= National Security Office (Eritrea) =

Agency

The Eritrean National Security Office or NSO or National Security Agency is an intelligence agency of Eritrea.

==Leadership==
As of April 2023, the National Security Office is headed by Abraha Kassa, who has led the NSO since 1997 or earlier. In his role as head of NSO, Abraha Kassa led a group of Eritrean generals visiting Ethiopian institutions including the Information Network Security Agency in April 2023.

==Structure==
The NSO is divided into six offices, each of which is subdivided into Intelligence, Arrests and Interrogations sections.

==Role==
The National Security Office reports to the Office of the President and is responsible for "detaining persons suspected of threatening national security" according to the United States Department of State.
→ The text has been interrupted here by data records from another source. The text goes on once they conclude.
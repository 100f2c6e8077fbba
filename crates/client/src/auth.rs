//! Session credential lookup
//!
//! The bearer token is read from a persisted session user on every
//! request. Any lookup failure means the request goes out without an
//! `Authorization` header; the server decides whether that is allowed.

use std::path::PathBuf;

use dashmap::DashMap;
use serde_json::Value as JsonValue;

/// Read-only key/value store holding persisted session users
pub trait CredentialStore: Send + Sync {
    fn get_item(&self, key: &str) -> Option<String>;
}

/// In-memory store, used by tests and embedders that manage sessions themselves
#[derive(Debug, Default)]
pub struct MemoryCredentialStore {
    items: DashMap<String, String>,
}

impl MemoryCredentialStore {
    pub fn new() -> Self {
        Self::default()
    }

    pub fn set_item(&self, key: impl Into<String>, value: impl Into<String>) {
        self.items.insert(key.into(), value.into());
    }

    pub fn remove_item(&self, key: &str) {
        self.items.remove(key);
    }
}

impl CredentialStore for MemoryCredentialStore {
    fn get_item(&self, key: &str) -> Option<String> {
        self.items.get(key).map(|v| v.value().clone())
    }
}

/// Store backed by a JSON object file, re-read on every lookup so a
/// refreshed session is picked up without restarting
#[derive(Debug, Clone)]
pub struct FileCredentialStore {
    path: PathBuf,
}

impl FileCredentialStore {
    pub fn new(path: impl Into<PathBuf>) -> Self {
        Self { path: path.into() }
    }
}

impl CredentialStore for FileCredentialStore {
    fn get_item(&self, key: &str) -> Option<String> {
        let contents = match std::fs::read_to_string(&self.path) {
            Ok(contents) => contents,
            Err(e) => {
                tracing::debug!(
                    path = %self.path.display(),
                    error = %e,
                    "Session store unreadable"
                );
                return None;
            }
        };

        let items: JsonValue = match serde_json::from_str(&contents) {
            Ok(items) => items,
            Err(e) => {
                tracing::debug!(
                    path = %self.path.display(),
                    error = %e,
                    "Session store is not JSON"
                );
                return None;
            }
        };

        match items.get(key)? {
            JsonValue::String(value) => Some(value.clone()),
            JsonValue::Null => None,
            other => Some(other.to_string()),
        }
    }
}

/// Bearer token of the session user stored under `key`.
///
/// Stored values are session-user JSON documents carrying `access_token`;
/// a value that is not JSON is taken as the token itself.
pub fn bearer_token(store: &dyn CredentialStore, key: &str) -> Option<String> {
    let raw = store.get_item(key)?;

    let token = match serde_json::from_str::<JsonValue>(&raw) {
        Ok(JsonValue::Object(user)) => user.get("access_token")?.as_str()?.to_string(),
        Ok(_) | Err(_) => raw,
    };

    let token = token.trim();
    (!token.is_empty()).then(|| token.to_string())
}

#[cfg(test)]
mod tests {
    use super::*;
    use std::io::Write;

    const KEY: &str = "oidc.user:https://id.example.org:emr-web";

    #[test]
    fn token_comes_from_session_user() {
        let store = MemoryCredentialStore::new();
        store.set_item(KEY, r#"{"access_token":"tok-123","token_type":"Bearer"}"#);
        assert_eq!(bearer_token(&store, KEY).as_deref(), Some("tok-123"));
    }

    #[test]
    fn raw_value_is_used_verbatim() {
        let store = MemoryCredentialStore::new();
        store.set_item(KEY, "raw-token");
        assert_eq!(bearer_token(&store, KEY).as_deref(), Some("raw-token"));
    }

    #[test]
    fn missing_or_empty_token_means_none() {
        let store = MemoryCredentialStore::new();
        assert_eq!(bearer_token(&store, KEY), None);

        store.set_item(KEY, r#"{"profile":{"sub":"u1"}}"#);
        assert_eq!(bearer_token(&store, KEY), None);

        store.set_item(KEY, r#"{"access_token":"  "}"#);
        assert_eq!(bearer_token(&store, KEY), None);
    }

    #[test]
    fn file_store_rereads_on_each_lookup() {
        let path = std::env::temp_dir().join(format!("emr-session-{}.json", uuid::Uuid::new_v4()));
        let store = FileCredentialStore::new(&path);
        assert_eq!(store.get_item(KEY), None);

        let mut file = std::fs::File::create(&path).unwrap();
        let user = serde_json::json!({"access_token": "from-file"}).to_string();
        write!(file, "{}", serde_json::json!({ KEY: user })).unwrap();
        drop(file);

        assert_eq!(bearer_token(&store, KEY).as_deref(), Some("from-file"));
        std::fs::remove_file(&path).unwrap();
    }
}
//! Shared date formatting for outbound payloads.
//!
//! Application records carry dates as ISO strings. Every mapper sends
//! them through [`format_date`] or [`format_date_time`] so the wire
//! always gets one format regardless of how the caller produced the value.

use chrono::{DateTime, NaiveDate, NaiveDateTime, SecondsFormat, TimeZone, Utc};

const DATE_FORMAT: &str = "%Y-%m-%d";

/// FHIR search prefixes accepted in front of a date filter value
const SEARCH_PREFIXES: [&str; 9] = ["eq", "ne", "gt", "lt", "ge", "le", "sa", "eb", "ap"];

/// Normalize an ISO date or date-time string to `YYYY-MM-DD`.
///
/// Partial dates (`YYYY`, `YYYY-MM`) are valid FHIR dates and pass through
/// unchanged. Returns `None` for empty or unparsable input.
pub fn format_date(input: &str) -> Option<String> {
    let input = input.trim();
    if input.is_empty() {
        return None;
    }

    if let Ok(date) = NaiveDate::parse_from_str(input, DATE_FORMAT) {
        return Some(date.format(DATE_FORMAT).to_string());
    }

    partial_date(input).or_else(|| {
        parse_date_time(input).map(|dt| dt.date_naive().format(DATE_FORMAT).to_string())
    })
}

/// Normalize an ISO date-time (or bare date) to RFC 3339 in UTC.
///
/// Naive inputs such as `2024-05-01T09:30` are taken as UTC; bare dates
/// become midnight. Partial dates pass through unchanged. Returns `None`
/// for empty or unparsable input.
pub fn format_date_time(input: &str) -> Option<String> {
    let input = input.trim();
    if input.is_empty() {
        return None;
    }

    if let Some(partial) = partial_date(input) {
        return Some(partial);
    }

    parse_date_time(input)
        .or_else(|| {
            NaiveDate::parse_from_str(input, DATE_FORMAT)
                .ok()
                .and_then(|d| d.and_hms_opt(0, 0, 0))
                .map(|naive| naive.and_utc())
        })
        .map(|dt| dt.to_rfc3339_opts(SecondsFormat::Secs, true))
}

/// Date search value: an optional comparison prefix followed by a date.
///
/// The date part is normalized when it parses and kept as given otherwise,
/// so a filter the caller set is never dropped. `None` only for empty input.
pub fn format_search_date(input: &str) -> Option<String> {
    let input = input.trim();
    if input.is_empty() {
        return None;
    }

    let (prefix, value) = SEARCH_PREFIXES
        .iter()
        .find_map(|&prefix| {
            input
                .strip_prefix(prefix)
                .filter(|rest| rest.starts_with(|c: char| c.is_ascii_digit()))
                .map(|rest| (prefix, rest))
        })
        .unwrap_or(("", input));

    let value = format_date(value).unwrap_or_else(|| value.to_string());
    Some(format!("{prefix}{value}"))
}

/// `YYYY` or `YYYY-MM`, returned as given
fn partial_date(input: &str) -> Option<String> {
    let is_year = |s: &str| s.len() == 4 && s.bytes().all(|b| b.is_ascii_digit());

    match input.split_once('-') {
        None if is_year(input) => Some(input.to_string()),
        Some((year, month)) if is_year(year) && month.len() == 2 => {
            NaiveDate::parse_from_str(&format!("{input}-01"), DATE_FORMAT)
                .ok()
                .map(|_| input.to_string())
        }
        _ => None,
    }
}

fn parse_date_time(input: &str) -> Option<DateTime<Utc>> {
    if let Ok(dt) = DateTime::parse_from_rfc3339(input) {
        return Some(dt.with_timezone(&Utc));
    }

    ["%Y-%m-%dT%H:%M:%S%.f", "%Y-%m-%dT%H:%M:%S", "%Y-%m-%dT%H:%M"]
        .iter()
        .find_map(|fmt| NaiveDateTime::parse_from_str(input, fmt).ok())
        .map(|naive| naive.and_utc())
}

/// Values that can stand in for an ISO date string in application records
pub trait DateLike {
    /// `YYYY-MM-DD`
    fn to_iso_date(&self) -> String;

    /// RFC 3339 date-time in UTC
    fn to_iso_date_time(&self) -> String;
}

impl DateLike for NaiveDate {
    fn to_iso_date(&self) -> String {
        self.format(DATE_FORMAT).to_string()
    }

    fn to_iso_date_time(&self) -> String {
        self.and_hms_opt(0, 0, 0)
            .map(|naive| naive.and_utc().to_rfc3339_opts(SecondsFormat::Secs, true))
            .unwrap_or_default()
    }
}

impl<Tz: TimeZone> DateLike for DateTime<Tz> {
    fn to_iso_date(&self) -> String {
        self.with_timezone(&Utc).format(DATE_FORMAT).to_string()
    }

    fn to_iso_date_time(&self) -> String {
        self.with_timezone(&Utc)
            .to_rfc3339_opts(SecondsFormat::Secs, true)
    }
}

impl DateLike for str {
    fn to_iso_date(&self) -> String {
        format_date(self).unwrap_or_default()
    }

    fn to_iso_date_time(&self) -> String {
        format_date_time(self).unwrap_or_default()
    }
}

impl DateLike for String {
    fn to_iso_date(&self) -> String {
        self.as_str().to_iso_date()
    }

    fn to_iso_date_time(&self) -> String {
        self.as_str().to_iso_date_time()
    }
}

impl<T: DateLike + ?Sized> DateLike for &T {
    fn to_iso_date(&self) -> String {
        (**self).to_iso_date()
    }

    fn to_iso_date_time(&self) -> String {
        (**self).to_iso_date_time()
    }
}

/// Inbound date: normalized when parsable, otherwise kept verbatim
pub(crate) fn app_date(value: Option<&str>) -> String {
    let value = value.unwrap_or("");
    format_date(value).unwrap_or_else(|| value.to_string())
}

/// Inbound date-time: normalized when parsable, otherwise kept verbatim
pub(crate) fn app_date_time(value: Option<&str>) -> String {
    let value = value.unwrap_or("");
    format_date_time(value).unwrap_or_else(|| value.to_string())
}

#[cfg(test)]
mod tests {
    use super::*;
    use chrono::FixedOffset;

    #[test]
    fn format_date_accepts_dates_and_date_times() {
        assert_eq!(format_date("2024-03-05").as_deref(), Some("2024-03-05"));
        assert_eq!(
            format_date("2024-03-05T23:10:00Z").as_deref(),
            Some("2024-03-05")
        );
        assert_eq!(
            format_date("2024-03-05T10:00:00.123").as_deref(),
            Some("2024-03-05")
        );
    }

    #[test]
    fn format_date_rejects_garbage() {
        assert_eq!(format_date(""), None);
        assert_eq!(format_date("   "), None);
        assert_eq!(format_date("yesterday"), None);
        assert_eq!(format_date("2024-13"), None);
        assert_eq!(format_date("24-01"), None);
    }

    #[test]
    fn partial_dates_pass_through() {
        assert_eq!(format_date("1985").as_deref(), Some("1985"));
        assert_eq!(format_date("1985-07").as_deref(), Some("1985-07"));
        assert_eq!(format_date_time("2024").as_deref(), Some("2024"));
        assert_eq!(format_date_time("2024-06").as_deref(), Some("2024-06"));
    }

    #[test]
    fn search_dates_keep_prefix_and_partial_values() {
        assert_eq!(format_search_date("ge2024-01-01").as_deref(), Some("ge2024-01-01"));
        assert_eq!(format_search_date(" lt2024-06 ").as_deref(), Some("lt2024-06"));
        assert_eq!(
            format_search_date("2024-03-05T10:00:00Z").as_deref(),
            Some("2024-03-05")
        );
        assert_eq!(format_search_date("sometime").as_deref(), Some("sometime"));
        assert_eq!(format_search_date("  "), None);
    }

    #[test]
    fn format_date_time_normalizes_to_utc() {
        assert_eq!(
            format_date_time("2024-05-01T09:30:00+02:00").as_deref(),
            Some("2024-05-01T07:30:00Z")
        );
        assert_eq!(
            format_date_time("2024-05-01T09:30").as_deref(),
            Some("2024-05-01T09:30:00Z")
        );
        assert_eq!(
            format_date_time("2024-05-01").as_deref(),
            Some("2024-05-01T00:00:00Z")
        );
    }

    #[test]
    fn chrono_values_are_date_like() {
        let date = NaiveDate::from_ymd_opt(1990, 5, 15).unwrap();
        assert_eq!(date.to_iso_date(), "1990-05-15");

        let offset = FixedOffset::east_opt(8 * 3600).unwrap();
        let dt = offset.with_ymd_and_hms(2024, 1, 2, 3, 0, 0).unwrap();
        assert_eq!(dt.to_iso_date(), "2024-01-01");
        assert_eq!(dt.to_iso_date_time(), "2024-01-01T19:00:00Z");

        assert_eq!("1985-07".to_iso_date(), "1985-07");
        assert_eq!(String::from("2024-05-01").to_iso_date_time(), "2024-05-01T00:00:00Z");
    }

    #[test]
    fn inbound_dates_keep_unparsable_values() {
        assert_eq!(app_date(Some("2024-02-01T00:00:00Z")), "2024-02-01");
        assert_eq!(app_date(Some("2024")), "2024");
        assert_eq!(app_date(Some("not a date")), "not a date");
        assert_eq!(app_date(None), "");
    }
}
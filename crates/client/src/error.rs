//! Client error handling

use emr_core::{MappingError, OperationOutcome};
use thiserror::Error;

/// Errors raised by the FHIR client. The cache-integration layer turns
/// every one of these into a [`QueryError`](crate::query::QueryError).
#[derive(Debug, Error)]
pub enum ClientError {
    #[error("HTTP request failed: {0}")]
    Http(#[from] reqwest::Error),

    /// Connection or timeout failure before any response arrived. Custom
    /// [`Transport`](crate::transport::Transport)s report theirs here too.
    #[error("Network error: {0}")]
    Network(String),

    #[error("FHIR server returned {status}: {message}")]
    Status {
        status: u16,
        message: String,
        outcome: Option<OperationOutcome>,
    },

    #[error("Failed to parse response: {0}")]
    Decode(#[from] serde_json::Error),

    #[error("Not found: {0}")]
    NotFound(String),

    #[error("Invalid request: {0}")]
    InvalidRequest(String),

    #[error(transparent)]
    Mapping(#[from] MappingError),
}

impl ClientError {
    /// Build a status error from a non-2xx response body
    pub fn from_status(status: u16, body: &[u8]) -> Self {
        let outcome = OperationOutcome::from_body(body);
        let message = outcome
            .as_ref()
            .and_then(OperationOutcome::summary)
            .unwrap_or_else(|| {
                let text = String::from_utf8_lossy(body).trim().to_string();
                if text.is_empty() {
                    format!("HTTP {status}")
                } else {
                    text
                }
            });

        ClientError::Status {
            status,
            message,
            outcome,
        }
    }

    /// HTTP status, for status errors
    pub fn status(&self) -> Option<u16> {
        match self {
            ClientError::Status { status, .. } => Some(*status),
            ClientError::Http(err) => err.status().map(|s| s.as_u16()),
            _ => None,
        }
    }
}
//! FHIR search parameter and sort translation

use serde::{Deserialize, Serialize};
use std::str::FromStr;

/// Sort direction of a list column
#[derive(Debug, Clone, Copy, Default, Serialize, Deserialize, PartialEq, Eq, Hash)]
#[serde(rename_all = "lowercase")]
pub enum SortDirection {
    #[default]
    Asc,
    Desc,
}

impl FromStr for SortDirection {
    type Err = std::convert::Infallible;

    /// `"desc"` (any case) is descending; anything else is ascending
    fn from_str(s: &str) -> Result<Self, Self::Err> {
        if s.trim().eq_ignore_ascii_case("desc") {
            Ok(SortDirection::Desc)
        } else {
            Ok(SortDirection::Asc)
        }
    }
}

/// Ordered FHIR search parameters (`key=value` pairs, keys may repeat)
#[derive(Debug, Clone, Default, Serialize, Deserialize, PartialEq, Eq)]
pub struct SearchParams(Vec<(String, String)>);

impl SearchParams {
    pub fn new() -> Self {
        Self::default()
    }

    /// Append a parameter unconditionally
    pub fn push(&mut self, key: impl Into<String>, value: impl Into<String>) {
        self.0.push((key.into(), value.into()));
    }

    /// Append a parameter when the value is present and not blank
    pub fn push_opt(&mut self, key: &str, value: Option<&str>) {
        if let Some(value) = value.map(str::trim).filter(|v| !v.is_empty()) {
            self.push(key, value);
        }
    }

    /// Builder-style [`SearchParams::push`]
    pub fn with(mut self, key: impl Into<String>, value: impl Into<String>) -> Self {
        self.push(key, value);
        self
    }

    pub fn contains_key(&self, key: &str) -> bool {
        self.0.iter().any(|(k, _)| k == key)
    }

    /// First value for `key`
    pub fn get(&self, key: &str) -> Option<&str> {
        self.0
            .iter()
            .find(|(k, _)| k == key)
            .map(|(_, v)| v.as_str())
    }

    pub fn is_empty(&self) -> bool {
        self.0.is_empty()
    }

    pub fn len(&self) -> usize {
        self.0.len()
    }

    pub fn iter(&self) -> impl Iterator<Item = (&str, &str)> {
        self.0.iter().map(|(k, v)| (k.as_str(), v.as_str()))
    }

    pub fn extend(&mut self, other: SearchParams) {
        self.0.extend(other.0);
    }
}

impl<K: Into<String>, V: Into<String>> FromIterator<(K, V)> for SearchParams {
    fn from_iter<I: IntoIterator<Item = (K, V)>>(iter: I) -> Self {
        Self(iter.into_iter().map(|(k, v)| (k.into(), v.into())).collect())
    }
}

impl IntoIterator for SearchParams {
    type Item = (String, String);
    type IntoIter = std::vec::IntoIter<(String, String)>;

    fn into_iter(self) -> Self::IntoIter {
        self.0.into_iter()
    }
}

/// Translate application sort fields into FHIR `_sort` tokens.
///
/// Fields and directions are zipped by position; missing directions are
/// ascending. Fields found in `field_map` are renamed, others pass
/// through unchanged. Descending tokens get a `-` prefix.
pub fn to_sort_fields<S: AsRef<str>>(
    fields: &[S],
    directions: &[SortDirection],
    field_map: &[(&str, &str)],
) -> Vec<String> {
    fields
        .iter()
        .enumerate()
        .map(|(i, field)| {
            let field = field.as_ref();
            let name = field_map
                .iter()
                .find(|(app, _)| *app == field)
                .map(|(_, wire)| *wire)
                .unwrap_or(field);

            match directions.get(i).copied().unwrap_or_default() {
                SortDirection::Asc => name.to_string(),
                SortDirection::Desc => format!("-{}", name),
            }
        })
        .collect()
}
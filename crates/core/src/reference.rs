//! Reference string helpers (`"Patient/123"`)

/// Extract the id from a reference string.
///
/// `"Patient/42"` yields `"42"`; a bare id passes through unchanged.
/// Absolute and versioned references (`http://host/fhir/Patient/42`,
/// `Patient/42/_history/3`) also yield `"42"`.
pub fn parse_reference(reference: &str) -> &str {
    let reference = reference.trim();
    let path = match reference.find("/_history/") {
        Some(idx) => &reference[..idx],
        None => reference,
    };

    match path.rsplit_once('/') {
        Some((_, id)) => id,
        None => path,
    }
}

/// Resource type of a reference string, if it has one.
///
/// `"Practitioner/7"` yields `Some("Practitioner")`; `"7"` yields `None`.
pub fn reference_type(reference: &str) -> Option<&str> {
    let reference = reference.trim();
    let path = match reference.find("/_history/") {
        Some(idx) => &reference[..idx],
        None => reference,
    };

    let (head, _) = path.rsplit_once('/')?;
    let resource_type = head.rsplit('/').next().unwrap_or(head);
    let is_type = resource_type
        .chars()
        .next()
        .is_some_and(|c| c.is_ascii_uppercase());

    is_type.then_some(resource_type)
}

/// Build a relative reference string from a type and an id.
///
/// An id that is already a reference is returned unchanged.
pub fn make_reference(resource_type: &str, id: &str) -> String {
    let id = id.trim();
    if id.contains('/') {
        id.to_string()
    } else {
        format!("{}/{}", resource_type, id)
    }
}

#[cfg(test)]
mod tests {
    use super::*;

    #[test]
    fn parses_typed_and_bare_references() {
        assert_eq!(parse_reference("Patient/42"), "42");
        assert_eq!(parse_reference("42"), "42");
        assert_eq!(parse_reference(""), "");
    }

    #[test]
    fn parses_absolute_and_versioned_references() {
        assert_eq!(parse_reference("https://fhir.example.org/r5/Patient/42"), "42");
        assert_eq!(parse_reference("Patient/42/_history/3"), "42");
    }

    #[test]
    fn extracts_reference_type() {
        assert_eq!(reference_type("Practitioner/7"), Some("Practitioner"));
        assert_eq!(reference_type("http://x/fhir/Location/1"), Some("Location"));
        assert_eq!(reference_type("7"), None);
        assert_eq!(reference_type(""), None);
    }

    #[test]
    fn make_reference_keeps_existing_references() {
        assert_eq!(make_reference("Patient", "42"), "Patient/42");
        assert_eq!(make_reference("Patient", "Patient/42"), "Patient/42");
    }
}
//! HTTP transport seam
//!
//! [`ReqwestTransport`] is the only place network I/O happens. Tests swap
//! in their own [`Transport`] to record requests and script responses.

use std::fmt;
use std::time::Instant;

use async_trait::async_trait;

use crate::error::ClientError;

/// Header name for request ID
pub const REQUEST_ID_HEADER: &str = "X-Request-ID";

#[derive(Debug, Clone, Copy, PartialEq, Eq, Hash)]
pub enum Method {
    Get,
    Post,
    Put,
    Delete,
}

impl Method {
    pub fn as_str(&self) -> &'static str {
        match self {
            Method::Get => "GET",
            Method::Post => "POST",
            Method::Put => "PUT",
            Method::Delete => "DELETE",
        }
    }
}

impl fmt::Display for Method {
    fn fmt(&self, f: &mut fmt::Formatter<'_>) -> fmt::Result {
        f.write_str(self.as_str())
    }
}

impl From<Method> for reqwest::Method {
    fn from(method: Method) -> Self {
        match method {
            Method::Get => reqwest::Method::GET,
            Method::Post => reqwest::Method::POST,
            Method::Put => reqwest::Method::PUT,
            Method::Delete => reqwest::Method::DELETE,
        }
    }
}

/// A request relative to the FHIR base URL
#[derive(Debug, Clone, PartialEq)]
pub struct HttpRequest {
    pub method: Method,
    /// Path below the base URL; empty for the base URL itself
    pub path: String,
    pub query: Vec<(String, String)>,
    pub headers: Vec<(String, String)>,
    pub body: Option<String>,
}

impl HttpRequest {
    pub fn new(method: Method, path: impl Into<String>) -> Self {
        Self {
            method,
            path: path.into(),
            query: Vec::new(),
            headers: Vec::new(),
            body: None,
        }
    }

    /// First header with `name`, compared case-insensitively
    pub fn header(&self, name: &str) -> Option<&str> {
        self.headers
            .iter()
            .find(|(k, _)| k.eq_ignore_ascii_case(name))
            .map(|(_, v)| v.as_str())
    }
}

#[derive(Debug, Clone, Default, PartialEq)]
pub struct HttpResponse {
    pub status: u16,
    /// `Location` header, set by servers on create
    pub location: Option<String>,
    pub body: Vec<u8>,
}

impl HttpResponse {
    pub fn is_success(&self) -> bool {
        (200..300).contains(&self.status)
    }
}

#[async_trait]
pub trait Transport: Send + Sync {
    async fn execute(&self, request: HttpRequest) -> Result<HttpResponse, ClientError>;
}

/// Transport over a shared `reqwest::Client`
#[derive(Clone)]
pub struct ReqwestTransport {
    http: reqwest::Client,
    base_url: String,
}

impl ReqwestTransport {
    pub fn new(base_url: impl Into<String>) -> Self {
        Self::with_client(reqwest::Client::new(), base_url)
    }

    pub fn with_client(http: reqwest::Client, base_url: impl Into<String>) -> Self {
        Self {
            http,
            base_url: base_url.into().trim_end_matches('/').to_string(),
        }
    }

    fn url(&self, path: &str) -> String {
        let path = path.trim_start_matches('/');
        if path.is_empty() {
            self.base_url.clone()
        } else {
            format!("{}/{}", self.base_url, path)
        }
    }
}

#[async_trait]
impl Transport for ReqwestTransport {
    async fn execute(&self, request: HttpRequest) -> Result<HttpResponse, ClientError> {
        let method = request.method;
        let path = normalize_path(&request.path);

        let mut builder = self
            .http
            .request(method.into(), self.url(&request.path))
            .query(&request.query);
        for (name, value) in &request.headers {
            builder = builder.header(name, value);
        }
        if let Some(body) = request.body {
            builder = builder.body(body);
        }

        let start = Instant::now();
        let result = builder.send().await;
        let duration = start.elapsed().as_secs_f64();

        let status = match &result {
            Ok(response) => response.status().as_u16().to_string(),
            Err(_) => "error".to_string(),
        };

        metrics::counter!(
            "fhir_client_requests_total",
            "method" => method.as_str(),
            "path" => path.clone(),
            "status" => status
        )
        .increment(1);

        metrics::histogram!(
            "fhir_client_request_duration_seconds",
            "method" => method.as_str(),
            "path" => path
        )
        .record(duration);

        let response = result.map_err(|e| {
            if e.is_connect() || e.is_timeout() {
                ClientError::Network(e.to_string())
            } else {
                ClientError::Http(e)
            }
        })?;
        let status = response.status().as_u16();
        let location = response
            .headers()
            .get(reqwest::header::LOCATION)
            .or_else(|| response.headers().get(reqwest::header::CONTENT_LOCATION))
            .and_then(|v| v.to_str().ok())
            .map(str::to_string);
        let body = response.bytes().await?.to_vec();

        Ok(HttpResponse {
            status,
            location,
            body,
        })
    }
}

/// Normalize request paths to avoid high-cardinality labels.
/// Keeps the resource type and `_`/`$` operations, replaces ids with `:id`.
fn normalize_path(path: &str) -> String {
    let path = path.trim_matches('/');
    if path.is_empty() {
        return "/".to_string();
    }

    path.split('/')
        .enumerate()
        .map(|(i, seg)| {
            if i == 0 || seg.starts_with('_') || seg.starts_with('$') {
                seg
            } else {
                ":id"
            }
        })
        .collect::<Vec<_>>()
        .join("/")
}

#[cfg(test)]
mod tests {
    use super::*;

    #[test]
    fn normalize_path_replaces_ids() {
        assert_eq!(normalize_path("Patient/123"), "Patient/:id");
        assert_eq!(normalize_path("Patient/_search"), "Patient/_search");
        assert_eq!(normalize_path("Patient/123/_history/2"), "Patient/:id/_history/:id");
        assert_eq!(normalize_path(""), "/");
    }

    #[test]
    fn url_joins_base_and_path() {
        let transport = ReqwestTransport::new("http://fhir.test/r5/");
        assert_eq!(transport.url("Patient/1"), "http://fhir.test/r5/Patient/1");
        assert_eq!(transport.url(""), "http://fhir.test/r5");
    }

    #[tokio::test]
    async fn unreachable_server_is_a_network_error() {
        let transport = ReqwestTransport::new("http://127.0.0.1:1/fhir");
        let err = transport
            .execute(HttpRequest::new(Method::Get, "metadata"))
            .await
            .unwrap_err();
        assert!(matches!(err, ClientError::Network(_)), "{err:?}");
    }

    #[test]
    fn header_lookup_ignores_case() {
        let mut request = HttpRequest::new(Method::Get, "Patient/1");
        request.headers.push(("Accept".into(), "application/fhir+json".into()));
        assert_eq!(request.header("accept"), Some("application/fhir+json"));
        assert_eq!(request.header("x-api-key"), None);
    }
}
In 2007, NSO agents arrested people at their homes after entering without warrants.

==Actions==
On ZTV, the NSO was accused, under the leadership of Abraha Kassa and under direct orders from president Isaias Afwerki, of detaining 150 Eritrean Muslims on 23 January 1997 and of executing them from 20:20 on 18 June to 02:00 on 19 June 1997. Mehari Yohannes, a former member of the Eritrea People's Liberation Front who was a security officer in the Asmara prison holding the detainees in June 1997, gave a lower execution count, stating that "nearly 30" Eritreans suspected of being jihadists were executed on 18 June 1997.

==2021 sanctions==
On 22 March 2021, the Council of the European Union imposed sanctions against the NSO under Regulation (EU) 2020/1998, stating that NSO was responsible for "arbitrary arrests, extrajudicial killings, enforced disappearances of persons and torture by its agents" in Eritrea. The Eritrean Ministry of Information described the sanctions as "malicious", "trumped-up charges" for "ulterior motives".